I wish you all the luck on your journey!  Have you ever tried a water based class for your fibro?  I know getting into a bathing suit probably isn't your idea of fun as it isn't mine either, but I have heard really good things about these classes!


----------



## malaviKat (Aug 26, 2009)

Not sure whether they have this where you live, but you could try Nia. I found it was an incredibly relaxing (low impact) way to exercise.  Because of the movement(s) involved I also found it to be really relaxing. It's a combination of low impact martial arts, pilates, dance etc.  I used to combine it with other forms of exercise, but my Nia classes were always the most enjoyable workouts. Overall, I found it worked wonders for me emotionally. It's a happy way to exercise (if that makes any sense.)


----------



## Girl about town (Aug 26, 2009)

Hi ursula, i think just walking is the best way to start any fitness, fast brisk walking burns fat really well and once you have built up basic fitness levels you can start to push yourself further.


----------



## Ursula (Aug 26, 2009)

Thanks for the encouragement ladies.  I will look into Nia and see if it's available here.  I have a friend who's about to start Zooba so I thought I'd check that out.  My biggest problem with exercise is that I get bored easily.  Actually, that happens to me with just about everything. Maybe I'm ADD.  So if I'm bored and I don't feel good while I'm doing it, I don't want to keep it up.  Hence, walking is a struggle for me.  I'm very visual and where I live, it's boring.  It's the desert.  It all looks flat and brown.  There is beauty, but after a while I get tired of it.  I suppose the same would be true in some place green and lush, but....well.....the grass always seems greener.

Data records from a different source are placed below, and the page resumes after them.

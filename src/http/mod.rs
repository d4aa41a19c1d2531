// Outbound HTTP transport shared by the model, search and publishing adapters

pub mod client;

pub use client::{HttpClientConfig, HttpError, HttpResponse, RateLimitedHttpClient};
use anyhow::Result;

use super::session_store;
use post_pilot::config::PostPilotConfig;
use post_pilot::workflows::SessionStore;

pub struct SessionsCommand {
    config: PostPilotConfig,
}

impl SessionsCommand {
    pub fn new(config: PostPilotConfig) -> Self {
        Self { config }
    }

    pub async fn execute(&self) -> Result<()> {
        let store = session_store(&self.config);
        let ids = store.list_session_ids().await?;

        if ids.is_empty() {
            println!("📋 No saved sessions in {}", self.config.persistence.state_directory.display());
            println!("   💡 Start one with: post-pilot start <request>");
            return Ok(());
        }

        println!("📋 {} saved session(s):", ids.len());
        for id in ids {
            match store.get(&id).await {
                Ok(Some(record)) => println!(
                    "   {id}  {}  (updated {})",
                    record.stage,
                    record.updated_at.format("%Y-%m-%d %H:%M")
                ),
                Ok(None) => {}
                Err(e) => println!("   {id}  ⚠️  unreadable: {e}"),
            }
        }
        Ok(())
    }
}
use anyhow::Result;
use tracing_subscriber::{fmt, layer::SubscriberExt, util::SubscriberInitExt, EnvFilter};
use uuid::Uuid;

use crate::config::ObservabilityConfig;

/// Install the global tracing subscriber.
///
/// `RUST_LOG` takes precedence over the configured log level. Both formats
/// write to stderr so stdout carries only command output.
pub fn init_telemetry(config: &ObservabilityConfig) -> Result<()> {
    let filter = EnvFilter::try_from_default_env()
        .or_else(|_| EnvFilter::try_new(&config.log_level))?;

    let registry = tracing_subscriber::registry().with(filter);
    if config.json_logs {
        registry
            .with(
                fmt::layer()
                    .json()
                    .with_current_span(true)
                    .with_span_list(true)
                    .with_writer(std::io::stderr),
            )
            .try_init()?;
    } else {
        registry
            .with(fmt::layer().compact().with_writer(std::io::stderr))
            .try_init()?;
    }

    tracing::debug!("Post Pilot telemetry initialized");
    Ok(())
}

/// Generate a correlation ID for linking related operations
pub fn generate_correlation_id() -> String {
    Uuid::new_v4().to_string()
}

/// Span wrapping one engine entry operation
pub fn create_session_span(operation: &str, session_id: &str, correlation_id: &str) -> tracing::Span {
    tracing::info_span!(
        "session",
        operation = operation,
        session.id = session_id,
        correlation.id = correlation_id,
    )
}
// Shared fakes for the integration tests
#![allow(dead_code)]

use async_trait::async_trait;
use std::collections::VecDeque;
use std::sync::{Arc, Mutex};

use post_pilot::generation::{GenerationError, GenerationOutcome, Generator, ToolCall, ToolDefinition};
use post_pilot::publish::{PublishOutcome, Publisher};
use post_pilot::workflows::{Message, RunOutcome};

/// Generator that replays queued responses and records each request
#[derive(Default)]
pub struct ScriptedGenerator {
    responses: Mutex<VecDeque<Result<GenerationOutcome, GenerationError>>>,
    requests: Mutex<Vec<Vec<Message>>>,
    offered_tools: Mutex<Vec<Vec<String>>>,
}

impl ScriptedGenerator {
    pub fn new(responses: Vec<Result<GenerationOutcome, GenerationError>>) -> Arc<Self> {
        Arc::new(Self {
            responses: Mutex::new(responses.into()),
            ..Default::default()
        })
    }

    /// Every call returns a numbered draft
    pub fn drafts() -> Arc<Self> {
        Self::new(Vec::new())
    }

    pub fn requests(&self) -> Vec<Vec<Message>> {
        self.requests.lock().unwrap().clone()
    }

    pub fn offered_tools(&self) -> Vec<Vec<String>> {
        self.offered_tools.lock().unwrap().clone()
    }
}

#[async_trait]
impl Generator for ScriptedGenerator {
    async fn generate(
        &self,
        conversation: &[Message],
        tools: &[ToolDefinition],
    ) -> Result<GenerationOutcome, GenerationError> {
        let call_number = {
            let mut requests = self.requests.lock().unwrap();
            requests.push(conversation.to_vec());
            requests.len()
        };
        self.offered_tools
            .lock()
            .unwrap()
            .push(tools.iter().map(|tool| tool.name.clone()).collect());

        self.responses
            .lock()
            .unwrap()
            .pop_front()
            .unwrap_or_else(|| Ok(text(&format!("Draft v{call_number}"))))
    }
}

/// Publisher that records what it was asked to publish
pub struct RecordingPublisher {
    outcome: PublishOutcome,
    published: Mutex<Vec<String>>,
}

impl RecordingPublisher {
    pub fn succeeding() -> Arc<Self> {
        Arc::new(Self {
            outcome: PublishOutcome::Published {
                content: "Post created successfully".to_string(),
                status_code: 201,
                post_id: Some("urn:li:share:7000000000000000000".to_string()),
            },
            published: Mutex::new(Vec::new()),
        })
    }

    pub fn failing(error: &str, status_code: u16) -> Arc<Self> {
        Arc::new(Self {
            outcome: PublishOutcome::Failed {
                error: error.to_string(),
                status_code: Some(status_code),
            },
            published: Mutex::new(Vec::new()),
        })
    }

    pub fn published(&self) -> Vec<String> {
        self.published.lock().unwrap().clone()
    }
}

#[async_trait]
impl Publisher for RecordingPublisher {
    async fn publish(&self, text: &str) -> PublishOutcome {
        self.published.lock().unwrap().push(text.to_string());
        self.outcome.clone()
    }
}

pub fn text(content: &str) -> GenerationOutcome {
    GenerationOutcome::TextOnly {
        content: content.to_string(),
    }
}

pub fn search_request(id: &str, query: &str) -> GenerationOutcome {
    GenerationOutcome::WithToolCalls {
        content: String::new(),
        calls: vec![ToolCall {
            id: id.to_string(),
            name: "search".to_string(),
            arguments: serde_json::json!({ "query": query }),
        }],
    }
}

pub fn suspended_draft(outcome: &RunOutcome) -> String {
    match outcome {
        RunOutcome::Suspended { payload, .. } => payload.current_draft.clone(),
        other => panic!("expected a suspended session, got {other:?}"),
    }
}
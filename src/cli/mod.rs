use clap::{Parser, Subcommand};
use std::path::PathBuf;

pub mod commands;

#[derive(Parser)]
#[command(name = "post-pilot")]
#[command(version)]
#[command(about = "Draft, review and publish LinkedIn posts with a language model")]
#[command(long_about = "Post Pilot drafts a LinkedIn post from your request, optionally searching the web, \
                       then waits for your feedback. Reply 'approve' to publish or describe what to change. \
                       Sessions are saved to disk, so a review can be resumed at any time.")]
pub struct Cli {
    /// Read configuration from this TOML file instead of post-pilot.toml
    #[arg(long, global = true, help = "Path to a TOML configuration file")]
    pub config: Option<PathBuf>,

    /// Emit JSON log lines
    #[arg(long, global = true, help = "Emit structured JSON logs")]
    pub json_logs: bool,

    #[command(subcommand)]
    pub command: Option<Commands>,
}

#[derive(Subcommand)]
pub enum Commands {
    /// Start a new session and print the first draft
    Start {
        /// Session id to use (a random one is generated otherwise)
        #[arg(long, help = "Session id (1-128 characters from A-Z, a-z, 0-9, '-' and '_')")]
        session: Option<String>,
        /// What the post should be about
        #[arg(required = true, help = "The post request, e.g. write a post about AI trends")]
        request: Vec<String>,
    },
    /// Answer a draft: 'approve' publishes it, anything else asks for a revision
    Resume {
        /// Session to resume
        session: String,
        /// Feedback text (empty asks for a generic revision)
        #[arg(help = "Feedback for the current draft, or approve/yes/ok/good/accept")]
        feedback: Vec<String>,
    },
    /// Re-run a step that failed (e.g. the model API was unreachable)
    Retry {
        /// Session to retry
        session: String,
    },
    /// Show the stored state of a session
    Show {
        /// Session to show
        session: String,
        /// Print the full session record as JSON
        #[arg(long, help = "Print the raw session record as JSON")]
        json: bool,
    },
    /// List stored sessions
    Sessions,
    /// Start a session and review drafts from standard input until it finishes
    Interactive {
        /// Session id to use (a random one is generated otherwise)
        #[arg(long)]
        session: Option<String>,
        /// What the post should be about
        #[arg(required = true)]
        request: Vec<String>,
    },
}
// Post Pilot Library - LinkedIn post drafting with human review
// Exposes the workflow engine and its adapters for embedding and testing

pub mod config;
pub mod generation;
pub mod http;
pub mod observability;
pub mod publish;
pub mod telemetry;
pub mod tools;
pub mod workflows;

// Re-export key types for easy access
pub use config::PostPilotConfig;
pub use generation::{ChatCompletionsGenerator, GenerationError, GenerationOutcome, Generator};
pub use http::RateLimitedHttpClient;
pub use observability::{OperationTimer, WorkflowMetrics, WorkflowStats};
pub use publish::{LinkedInPublisher, PublishOutcome, Publisher};
pub use telemetry::{create_session_span, generate_correlation_id, init_telemetry};
pub use tools::{SearchTool, Tool, ToolExecutor};
pub use workflows::{
    FileSystemSessionStore, InMemorySessionStore, RunOutcome, SessionRecord, SessionState,
    SessionStore, WorkflowEngine, WorkflowError, WorkflowStage,
};
use governor::{DefaultDirectRateLimiter, Jitter, Quota, RateLimiter};
use reqwest::header::HeaderMap;
use reqwest_middleware::{ClientBuilder, ClientWithMiddleware};
use reqwest_retry::{policies::ExponentialBackoff, RetryTransientMiddleware};
use serde::{Deserialize, Serialize};
use serde_json::Value;
use std::num::NonZeroU32;
use std::sync::Arc;
use std::time::Duration;
use thiserror::Error;
use tracing::debug;

#[derive(Debug, Error)]
pub enum HttpError {
    #[error("Failed to build HTTP client: {0}")]
    Build(String),

    #[error("HTTP transport error: {0}")]
    Transport(String),

    #[error("Failed to encode request body: {0}")]
    Encode(#[from] serde_json::Error),
}

/// Transport settings shared by every outbound adapter
#[derive(Debug, Clone, Deserialize, Serialize)]
#[serde(default)]
pub struct HttpClientConfig {
    /// Sustained request rate
    pub requests_per_minute: u32,
    /// Requests allowed in a burst above the sustained rate
    pub burst_capacity: u32,
    /// Transient-failure retries; 0 sends every request exactly once
    pub max_retries: u32,
    pub timeout_seconds: u64,
}

impl Default for HttpClientConfig {
    fn default() -> Self {
        Self {
            requests_per_minute: 60,
            burst_capacity: 10,
            max_retries: 0,
            timeout_seconds: 60,
        }
    }
}

/// Status, headers and body text of a completed request
#[derive(Debug, Clone)]
pub struct HttpResponse {
    pub status: u16,
    pub headers: HeaderMap,
    pub body: String,
}

impl HttpResponse {
    pub fn is_success(&self) -> bool {
        (200..300).contains(&self.status)
    }

    pub fn header(&self, name: &str) -> Option<String> {
        self.headers
            .get(name)
            .and_then(|value| value.to_str().ok())
            .map(str::to_string)
    }
}

/// Rate-limited HTTP client with optional transient-failure retries
pub struct RateLimitedHttpClient {
    client: ClientWithMiddleware,
    rate_limiter: Arc<DefaultDirectRateLimiter>,
    max_retries: u32,
}

impl std::fmt::Debug for RateLimitedHttpClient {
    fn fmt(&self, f: &mut std::fmt::Formatter<'_>) -> std::fmt::Result {
        f.debug_struct("RateLimitedHttpClient")
            .field("max_retries", &self.max_retries)
            .finish()
    }
}

impl RateLimitedHttpClient {
    pub fn new(config: &HttpClientConfig) -> Result<Self, HttpError> {
        let per_minute = NonZeroU32::new(config.requests_per_minute).unwrap_or(NonZeroU32::MIN);
        let burst = NonZeroU32::new(config.burst_capacity).unwrap_or(NonZeroU32::MIN);
        let quota = Quota::per_minute(per_minute).allow_burst(burst);
        let rate_limiter = Arc::new(RateLimiter::direct(quota));

        let inner = reqwest::Client::builder()
            .timeout(Duration::from_secs(config.timeout_seconds))
            .build()
            .map_err(|e| HttpError::Build(e.to_string()))?;

        let mut builder = ClientBuilder::new(inner);
        if config.max_retries > 0 {
            let policy = ExponentialBackoff::builder().build_with_max_retries(config.max_retries);
            builder = builder.with(RetryTransientMiddleware::new_with_policy(policy));
        }

        Ok(Self {
            client: builder.build(),
            rate_limiter,
            max_retries: config.max_retries,
        })
    }

    /// POST a JSON body and collect the full response.
    ///
    /// Non-2xx statuses are returned as responses, not errors; only transport
    /// failures surface as [`HttpError`].
    pub async fn post_json(
        &self,
        url: &str,
        headers: &[(&str, &str)],
        body: &Value,
    ) -> Result<HttpResponse, HttpError> {
        let payload = serde_json::to_vec(body)?;

        self.rate_limiter
            .until_ready_with_jitter(Jitter::up_to(Duration::from_millis(100)))
            .await;

        let mut request = self.client.post(url);
        for (name, value) in headers {
            request = request.header(*name, *value);
        }
        if !headers
            .iter()
            .any(|(name, _)| name.eq_ignore_ascii_case("content-type"))
        {
            request = request.header("Content-Type", "application/json");
        }

        debug!(url = %url, bytes = payload.len(), "Sending POST request");

        let response = request
            .body(payload)
            .send()
            .await
            .map_err(|e| HttpError::Transport(e.to_string()))?;

        let status = response.status().as_u16();
        let headers = response.headers().clone();
        let body = response
            .text()
            .await
            .map_err(|e| HttpError::Transport(format!("failed to read response body: {e}")))?;

        debug!(url = %url, status = status, "Received response");

        Ok(HttpResponse {
            status,
            headers,
            body,
        })
    }
}
use async_trait::async_trait;
use moka::future::Cache;
use serde::Deserialize;
use serde_json::{json, Value};
use std::time::Duration;
use tracing::debug;

use super::{Tool, ToolError};
use crate::config::SearchConfig;
use crate::generation::ToolDefinition;
use crate::http::RateLimitedHttpClient;

pub const SEARCH_TOOL_NAME: &str = "search";

#[derive(Debug, Deserialize)]
struct SearchResponse {
    #[serde(default)]
    results: Vec<SearchResult>,
}

#[derive(Debug, Deserialize)]
struct SearchResult {
    title: Option<String>,
    content: Option<String>,
    snippet: Option<String>,
    url: Option<String>,
}

impl SearchResult {
    fn render(&self) -> String {
        let title = self.title.as_deref().unwrap_or("No title");
        let content = self
            .content
            .as_deref()
            .or(self.snippet.as_deref())
            .unwrap_or("No content");
        let url = self.url.as_deref().unwrap_or_default();
        format!("**{title}**\n{content}\nURL: {url}\n")
    }
}

/// Web search through the Tavily API, with per-query result caching
pub struct SearchTool {
    http: RateLimitedHttpClient,
    endpoint: String,
    api_key: String,
    max_results: u32,
    cache: Cache<String, String>,
}

impl std::fmt::Debug for SearchTool {
    fn fmt(&self, f: &mut std::fmt::Formatter<'_>) -> std::fmt::Result {
        f.debug_struct("SearchTool")
            .field("endpoint", &self.endpoint)
            .field("max_results", &self.max_results)
            .finish()
    }
}

impl SearchTool {
    pub fn new(config: &SearchConfig) -> Result<Self, ToolError> {
        let api_key = config
            .api_key
            .clone()
            .filter(|key| !key.trim().is_empty())
            .ok_or_else(|| ToolError::Execution("no search API key configured".to_string()))?;

        let http = RateLimitedHttpClient::new(&config.http)
            .map_err(|e| ToolError::Execution(e.to_string()))?;

        let cache = Cache::builder()
            .max_capacity(256)
            .time_to_live(Duration::from_secs(config.cache_ttl_seconds))
            .build();

        Ok(Self {
            http,
            endpoint: format!("{}/search", config.base_url.trim_end_matches('/')),
            api_key,
            max_results: config.max_results,
            cache,
        })
    }

    async fn search(&self, query: &str) -> Result<String, String> {
        let body = json!({
            "query": query,
            "max_results": self.max_results,
        });
        let authorization = format!("Bearer {}", self.api_key);

        let response = self
            .http
            .post_json(&self.endpoint, &[("Authorization", authorization.as_str())], &body)
            .await
            .map_err(|e| e.to_string())?;

        if !response.is_success() {
            return Err(format!("HTTP {}: {}", response.status, response.body));
        }

        let parsed: SearchResponse =
            serde_json::from_str(&response.body).map_err(|e| format!("invalid response: {e}"))?;

        if parsed.results.is_empty() {
            return Ok("No results found.".to_string());
        }

        Ok(parsed
            .results
            .iter()
            .map(SearchResult::render)
            .collect::<Vec<_>>()
            .join("\n"))
    }
}

#[async_trait]
impl Tool for SearchTool {
    fn definition(&self) -> ToolDefinition {
        ToolDefinition {
            name: SEARCH_TOOL_NAME.to_string(),
            description: "Search the web for information.".to_string(),
            parameters: json!({
                "type": "object",
                "properties": {
                    "query": {"type": "string", "description": "The search query."}
                },
                "required": ["query"]
            }),
        }
    }

    async fn invoke(&self, arguments: &Value) -> Result<String, ToolError> {
        let query = arguments
            .get("query")
            .and_then(Value::as_str)
            .map(str::trim)
            .filter(|query| !query.is_empty())
            .ok_or_else(|| ToolError::InvalidArguments("missing 'query' string".to_string()))?;

        if let Some(cached) = self.cache.get(query).await {
            debug!(query = %query, "Search cache hit");
            return Ok(cached);
        }

        match self.search(query).await {
            Ok(output) => {
                self.cache.insert(query.to_string(), output.clone()).await;
                Ok(output)
            }
            // failures are reported to the model, not cached
            Err(message) => Ok(format!("Search error: {message}")),
        }
    }
}
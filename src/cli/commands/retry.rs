use anyhow::Result;

use super::{build_engine, print_outcome};
use post_pilot::config::PostPilotConfig;

pub struct RetryCommand {
    config: PostPilotConfig,
    session_id: String,
}

impl RetryCommand {
    pub fn new(config: PostPilotConfig, session_id: String) -> Self {
        Self { config, session_id }
    }

    pub async fn execute(&self) -> Result<()> {
        let engine = build_engine(&self.config)?;

        println!("🔧 Retrying the pending step of session {}...", self.session_id);
        let outcome = engine.retry(&self.session_id).await?;
        println!();
        print_outcome(&outcome);

        engine.log_metrics();
        Ok(())
    }
}
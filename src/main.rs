use anyhow::Result;
use clap::Parser;

mod cli;

use cli::commands::{
    interactive::InteractiveCommand, resume::ResumeCommand, retry::RetryCommand,
    sessions::SessionsCommand, show::ShowCommand, show_how_to_start, start::StartCommand,
};
use cli::{Cli, Commands};
use post_pilot::config::PostPilotConfig;
use post_pilot::telemetry::init_telemetry;

fn main() -> Result<()> {
    let cli = Cli::parse();

    PostPilotConfig::load_env_file()?;
    let mut config = match &cli.config {
        Some(path) => PostPilotConfig::load_from_file(path)?,
        None => PostPilotConfig::load()?,
    };
    if cli.json_logs {
        config.observability.json_logs = true;
    }
    init_telemetry(&config.observability)?;

    tokio::runtime::Runtime::new()?.block_on(async {
        match cli.command {
            None => show_how_to_start().await,
            Some(Commands::Start { session, request }) => {
                StartCommand::new(config, session, request).execute().await
            }
            Some(Commands::Resume { session, feedback }) => {
                ResumeCommand::new(config, session, feedback).execute().await
            }
            Some(Commands::Retry { session }) => RetryCommand::new(config, session).execute().await,
            Some(Commands::Show { session, json }) => {
                ShowCommand::new(config, session)
                    .with_json(json)
                    .execute()
                    .await
            }
            Some(Commands::Sessions) => SessionsCommand::new(config).execute().await,
            Some(Commands::Interactive { session, request }) => {
                InteractiveCommand::new(config, session, request)
                    .execute()
                    .await
            }
        }
    })
}
use anyhow::{Context, Result};
use config::{Config, Environment, File, FileFormat};
use serde::{Deserialize, Serialize};
use std::path::{Path, PathBuf};

use crate::http::HttpClientConfig;

pub const DEFAULT_SYSTEM_PROMPT: &str = "You are an experienced LinkedIn content strategist. \
Write only the post itself, with no introduction or explanation. Do not use markdown; \
structure the text with short paragraphs and line breaks instead. \
End the post with 3 to 5 relevant hashtags.";

/// Main configuration structure for Post Pilot
#[derive(Debug, Clone, Default, Deserialize, Serialize)]
#[serde(default)]
pub struct PostPilotConfig {
    /// Language model settings
    pub generation: GenerationConfig,
    /// Web search tool settings
    pub search: SearchConfig,
    /// LinkedIn publishing settings
    pub linkedin: LinkedInConfig,
    /// Review loop limits and prompt
    pub workflow: WorkflowConfig,
    /// Session storage settings
    pub persistence: PersistenceConfig,
    /// Logging settings
    pub observability: ObservabilityConfig,
}

#[derive(Debug, Clone, Deserialize, Serialize)]
#[serde(default)]
pub struct GenerationConfig {
    /// Base URL of an OpenAI-compatible API
    pub base_url: String,
    /// API key (falls back to GROQ_API_KEY, then OPENAI_API_KEY)
    pub api_key: Option<String>,
    pub model: String,
    pub temperature: Option<f32>,
    pub max_tokens: Option<u32>,
    pub http: HttpClientConfig,
}

impl Default for GenerationConfig {
    fn default() -> Self {
        Self {
            base_url: "https://api.groq.com/openai/v1".to_string(),
            api_key: None,
            model: "llama-3.1-8b-instant".to_string(),
            temperature: None,
            max_tokens: None,
            http: HttpClientConfig {
                max_retries: 2,
                ..HttpClientConfig::default()
            },
        }
    }
}

#[derive(Debug, Clone, Deserialize, Serialize)]
#[serde(default)]
pub struct SearchConfig {
    /// Offer the search tool to the model
    pub enabled: bool,
    pub base_url: String,
    /// API key (falls back to TAVILY_API_KEY)
    pub api_key: Option<String>,
    pub max_results: u32,
    /// How long results for a query are reused
    pub cache_ttl_seconds: u64,
    pub http: HttpClientConfig,
}

impl Default for SearchConfig {
    fn default() -> Self {
        Self {
            enabled: true,
            base_url: "https://api.tavily.com".to_string(),
            api_key: None,
            max_results: 5,
            cache_ttl_seconds: 300,
            http: HttpClientConfig::default(),
        }
    }
}

#[derive(Debug, Clone, Deserialize, Serialize)]
#[serde(default)]
pub struct LinkedInConfig {
    pub base_url: String,
    /// OAuth access token (falls back to LINKEDIN_ACCESS_TOKEN)
    pub access_token: Option<String>,
    /// Author URN, e.g. urn:li:person:abc (falls back to PROFILE_URN)
    pub author_urn: Option<String>,
    /// Value of the LinkedIn-Version header
    pub api_version: String,
    pub http: HttpClientConfig,
}

impl Default for LinkedInConfig {
    fn default() -> Self {
        Self {
            base_url: "https://api.linkedin.com".to_string(),
            access_token: None,
            author_urn: None,
            api_version: "202506".to_string(),
            http: HttpClientConfig::default(),
        }
    }
}

#[derive(Debug, Clone, Deserialize, Serialize)]
#[serde(default)]
pub struct WorkflowConfig {
    /// Instruction placed at the start of every conversation
    pub system_prompt: String,
    /// Revision requests allowed before a session is abandoned
    pub max_revisions: Option<u32>,
    /// Consecutive tool rounds allowed before a session is abandoned
    pub max_tool_rounds: Option<u32>,
}

impl Default for WorkflowConfig {
    fn default() -> Self {
        Self {
            system_prompt: DEFAULT_SYSTEM_PROMPT.to_string(),
            max_revisions: Some(10),
            max_tool_rounds: Some(8),
        }
    }
}

#[derive(Debug, Clone, Deserialize, Serialize)]
#[serde(default)]
pub struct PersistenceConfig {
    /// Directory holding one JSON file per session
    pub state_directory: PathBuf,
    pub enable_integrity_checks: bool,
    /// Stage transitions kept per session record
    pub max_transition_history: usize,
}

impl Default for PersistenceConfig {
    fn default() -> Self {
        Self {
            state_directory: PathBuf::from(".post-pilot/sessions"),
            enable_integrity_checks: true,
            max_transition_history: 200,
        }
    }
}

#[derive(Debug, Clone, Deserialize, Serialize)]
#[serde(default)]
pub struct ObservabilityConfig {
    /// Default filter when RUST_LOG is unset
    pub log_level: String,
    /// Emit JSON lines instead of human-readable output
    pub json_logs: bool,
}

impl Default for ObservabilityConfig {
    fn default() -> Self {
        Self {
            log_level: "info".to_string(),
            json_logs: false,
        }
    }
}

impl PostPilotConfig {
    /// Load configuration from multiple sources with precedence:
    /// 1. Default values
    /// 2. Configuration files (post-pilot.toml, .post-pilot-rc)
    /// 3. Environment variables (prefixed with POST_PILOT_, `__` between sections)
    pub fn load() -> Result<Self> {
        let mut builder = Config::builder().add_source(Config::try_from(&Self::default())?);

        if Path::new("post-pilot.toml").exists() {
            builder = builder.add_source(File::with_name("post-pilot"));
        }

        if Path::new(".post-pilot-rc").exists() {
            builder = builder.add_source(File::new(".post-pilot-rc", FileFormat::Toml));
        }

        builder = builder.add_source(Self::environment());

        let mut config: PostPilotConfig = builder.build()?.try_deserialize()?;
        config.apply_credential_fallbacks();
        Ok(config)
    }

    /// Load defaults, then the given TOML file, then the environment
    pub fn load_from_file<P: AsRef<Path>>(path: P) -> Result<Self> {
        let path = path.as_ref();
        let config = Config::builder()
            .add_source(Config::try_from(&Self::default())?)
            .add_source(File::from(path).format(FileFormat::Toml))
            .add_source(Self::environment())
            .build()
            .with_context(|| format!("Failed to read configuration from {}", path.display()))?;

        let mut config: PostPilotConfig = config.try_deserialize()?;
        config.apply_credential_fallbacks();
        Ok(config)
    }

    fn environment() -> Environment {
        Environment::with_prefix("POST_PILOT")
            .prefix_separator("_")
            .separator("__")
            .try_parsing(true)
    }

    /// Fill unset credentials from the conventional provider variables
    fn apply_credential_fallbacks(&mut self) {
        if self.generation.api_key.is_none() {
            self.generation.api_key = std::env::var("GROQ_API_KEY")
                .or_else(|_| std::env::var("OPENAI_API_KEY"))
                .ok();
        }
        if self.search.api_key.is_none() {
            self.search.api_key = std::env::var("TAVILY_API_KEY").ok();
        }
        if self.linkedin.access_token.is_none() {
            self.linkedin.access_token = std::env::var("LINKEDIN_ACCESS_TOKEN").ok();
        }
        if self.linkedin.author_urn.is_none() {
            self.linkedin.author_urn = std::env::var("PROFILE_URN").ok();
        }
    }

    /// Save configuration to file
    pub fn save_to_file<P: AsRef<Path>>(&self, path: P) -> Result<()> {
        let toml_content = toml::to_string_pretty(self)?;
        std::fs::write(path, toml_content)?;
        Ok(())
    }

    /// Load .env file if it exists
    pub fn load_env_file() -> Result<()> {
        if Path::new(".env").exists() {
            dotenvy::dotenv()?;
            tracing::info!("Loaded environment variables from .env file");
        }
        Ok(())
    }
}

However, I just heard a teaching wherein the speaker proclaimed that the secret to contentment is : No complaining, no wishing I were someone or somewhere else, no 'what if's or if only's' and seek God first and the rest will fall into place.  I think she's right so I'm going to shut up and stop complaining and imagining what it would be like if.....

Thank you again for the suggestions.  I am hopeful!


----------



## Kayteuk (Aug 30, 2009)

Try some classes, they are really inspiring 
	

	
	
		
		

		
			





. I have a short attention span and decided to go to some Les Mills classes at my gym (Body combat and Body pump) needless to say they are awesome. I have lost weight (A little over 5lbs...Yeah its not much but it was just my extra pudge to loose!) and got some muscles and am well on my way to running my first Triathlon and Marathon this year. Also I am now training to become a Body Combat, MMA and Boxercise instructor on the side as it inspired me so much to keep fit and the rush you get from it is great.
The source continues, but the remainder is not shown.